What the task requires —
Scan the entries for the word "struct" and return every line that has it.

*** The records Section Begins ***

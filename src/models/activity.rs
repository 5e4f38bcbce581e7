use chrono::{DateTime, Utc};
use serde::{Deserialize, Serialize};
use sqlx::FromRow;
use utoipa::ToSchema;
use uuid::Uuid;

#[derive(Debug, Clone, Serialize, Deserialize, ToSchema, FromRow)]
pub struct ActivityEntry {
    pub id: Uuid,
    #[schema(example = "task.created")]
    pub event_name: String,
    #[schema(example = "Task created")]
    pub description: String,
    pub actor_id: Option<Uuid>,
    pub subject_id: Option<Uuid>,
    pub occurred_at: DateTime<Utc>,
    #[schema(example = "important")]
    pub severity: String,
}
use chrono::{DateTime, Utc};
use serde::{Deserialize, Serialize};
use sqlx::FromRow;
use utoipa::ToSchema;
use uuid::Uuid;

use crate::events::Loggable;

#[derive(Debug, Clone, Serialize, Deserialize, ToSchema, FromRow)]
pub struct Comment {
    pub id: Uuid,
    pub task_id: Uuid,
    pub project_id: Uuid,
    pub author_id: Uuid,
    pub author_first_name: String,
    pub author_last_name: String,
    pub content: String,
    pub created_at: DateTime<Utc>,
}

impl Loggable for Comment {
    fn entity_type() -> &'static str { "comment" }
    fn subject_id(&self) -> Uuid { self.id }
    fn project_id(&self) -> Option<Uuid> { Some(self.project_id) }
}

#[derive(Debug, Serialize, Deserialize, ToSchema)]
pub struct CommentCreateRequest {
    #[schema(example = "Pushed a first draft, please review.")]
    pub content: String,
}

*** The records Section Ends ***

Reply to the task —
pub struct ActivityEntry {
pub struct Comment {
pub struct CommentCreateRequest {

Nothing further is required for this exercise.